Pourquoi le feraient-ils ? Ministre de la planification de 1986 à 1989, M. Sanchez de Lozada, conseillé par l'économiste Jeffrey Sachs, avait soumis son pays à une «  thérapie de choc  », comme le souhaitait Washington ­ avec pour conséquence le licenciement de dizaines de milliers de salariés du secteur d'Etat. Lors de son premier mandat (1993-1997), ce président ultralibéral, devenu l'un des hommes les plus riches de son pays, a accepté, toujours sous la pression des Etats-Unis, d'appliquer un programme d'éradication de la coca responsable de la ruine de centaines de milliers de cultivateurs qui, sans autre possibilité de survie, sont depuis en état de révolte permanent. Il a également entrepris de privatiser, en faveur de firmes essentiellement américaines, tout le patrimoine de l'Etat : chemins de fer, mines, pétrole, électricité, téléphone, compagnies aériennes, eau.

La privatisation de la distribution d'eau dans la ville de Cochabamba en faveur de l'entreprise américaine Bechtel (l'une des grandes bénéficiaires du programme de privatisation intégral de l'Irak que conduisent actuellement les autorités d'occupation) avait donné lieu, en avril 2000, à une insurrection et s'était soldée par le départ de Bechtel, le recul du gouvernement et la renationalisation de l'eau.

Ces deux conflits, celui des cultivateurs de coca et celui de Cochabamba, ont vu l'émergence d'un dirigeant populaire hors normes : Evo Morales. Quarante-deux ans, indien aymara, autodidacte, dirigeant syndical, il mène depuis près de vingt ans le secteur le plus revendicatif, celui des paysans ruinés par l'éradication de la coca.

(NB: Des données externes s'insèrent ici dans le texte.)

//! Integration tests for the length-prefixed TCP transport.
//!
//! The client side writes raw bytes so the tests control exactly how
//! frames are split across (or packed into) TCP segments.

#[cfg(feature = "tcp")]
mod tcp {
    use std::time::Duration;

    use matchforge_transport::{
        Connection, FramedTcpConnection, FramedTcpTransport, Transport,
        TransportError,
    };
    use tokio::io::AsyncWriteExt;
    use tokio::net::TcpStream;

    async fn accept_raw(
        max_frame_len: usize,
    ) -> (FramedTcpConnection, TcpStream) {
        let mut transport = FramedTcpTransport::bind("127.0.0.1:0", max_frame_len)
            .await
            .expect("should bind");
        let addr = transport.local_addr().expect("local addr");

        let server = tokio::spawn(async move {
            transport.accept().await.expect("should accept")
        });
        let client = TcpStream::connect(addr).await.expect("connect");
        (server.await.unwrap(), client)
    }

    fn frame(payload: &[u8]) -> Vec<u8> {
        let mut out = (payload.len() as u32).to_be_bytes().to_vec();
        out.extend_from_slice(payload);
        out
    }

    #[tokio::test]
    async fn test_recv_reassembles_frame_split_across_writes() {
        let (server_conn, mut client) = accept_raw(1024).await;
        let bytes = frame(b"{\"type\":\"leave_match\"}");

        // Header split in two, body dribbled after a pause.
        client.write_all(&bytes[..2]).await.unwrap();
        client.flush().await.unwrap();
        tokio::time::sleep(Duration::from_millis(10)).await;
        client.write_all(&bytes[2..9]).await.unwrap();
        client.flush().await.unwrap();
        tokio::time::sleep(Duration::from_millis(10)).await;
        client.write_all(&bytes[9..]).await.unwrap();

        let got = server_conn.recv().await.unwrap().unwrap();
        assert_eq!(got, b"{\"type\":\"leave_match\"}");
    }

    #[tokio::test]
    async fn test_recv_separates_frames_sent_in_one_write() {
        let (server_conn, mut client) = accept_raw(1024).await;

        let mut both = frame(b"first");
        both.extend(frame(b"second"));
        client.write_all(&both).await.unwrap();

        assert_eq!(server_conn.recv().await.unwrap().unwrap(), b"first");
        assert_eq!(server_conn.recv().await.unwrap().unwrap(), b"second");
    }

    #[tokio::test]
    async fn test_recv_clean_eof_returns_none() {
        let (server_conn, client) = accept_raw(1024).await;
        drop(client);

        let result = server_conn.recv().await.expect("clean close");
        assert!(result.is_none());
    }

    #[tokio::test]
    async fn test_recv_oversized_frame_is_rejected() {
        let (server_conn, mut client) = accept_raw(8).await;
        client.write_all(&frame(b"way more than eight")).await.unwrap();

        let result = server_conn.recv().await;
        assert!(matches!(
            result,
            Err(TransportError::FrameTooLarge { len: 19, max: 8 })
        ));
    }

    #[tokio::test]
    async fn test_connect_round_trip_between_framed_peers() {
        let mut transport = FramedTcpTransport::bind("127.0.0.1:0", 1024)
            .await
            .unwrap();
        let addr = transport.local_addr().unwrap().to_string();
        let server = tokio::spawn(async move { transport.accept().await.unwrap() });

        let client = FramedTcpConnection::connect(&addr, 1024).await.unwrap();
        let server_conn = server.await.unwrap();

        client.send(b"hello").await.unwrap();
        assert_eq!(server_conn.recv().await.unwrap().unwrap(), b"hello");

        server_conn.send(b"world").await.unwrap();
        assert_eq!(client.recv().await.unwrap().unwrap(), b"world");
    }
}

A l'échelle de l'Amérique latine et chez les altermondialistes, M. Evo Morales, figure de proue d'un mouvement indigéniste qui se manifeste avec une énorme force en Equateur, au Pérou, au Chili, au Paraguay, est devenu une personnalité très populaire. Avec un autre dirigeant indien, Felipe Quispe, du Mouvement indigène Pachakuti (MIP), c'est lui et son organisation, Mouvement au socialisme (MAS), qui ont conduit l'offensive contre la politique néolibérale de M. Sanchez de Lozada et de son allié social-démocrate, M. Jaime Paz Zamora. Une politique qui, à travers un groupe de multinationales, visait à déposséder le pays de ses réserves de gaz en les bradant aux Etats-Unis, et qui, en dernière instance, a provoqué l'explosion.

Le ras-le-bol des Indiens boliviens se fonde sur des siècles d'expérience historique. L'exportation des richesses naturelles (argent, étain, pétrole) n'a jamais amélioré la situation des pauvres et n'a jamais permis la modernisation du pays. Comme en Equateur en janvier 2000 contre le président Jamil Mahuad, au Pérou en novembre 2000 contre le président Alberto Fujimori, et en Argentine en décembre 2001 contre le président Fernando de La Rua, la population bolivienne, en renversant M. Sanchez de Lozada, rejette un modèle économique qui, partout en Amérique latine, a aggravé la corruption, ruiné les populations et augmenté l'exclusion sociale.

IGNACIO RAMONET

1. International Herald Tribune , París, 15 de octubre de 2003. En total, el número de víctimas de la represión se elevaría a unos 78 muertos y varios centenares de heridos. Conviene añadir los 34 muertos y 205 heridos de febrero, con ocasión de un levantamiento de los trabajadores... y de la policía contra la aplicación de un impuesto a los salarios bajos. Ningún periódico de Francia se dignó publicar estas informaciones.

2. Comunicados de AP y EFE, 13 de octubre de 2003.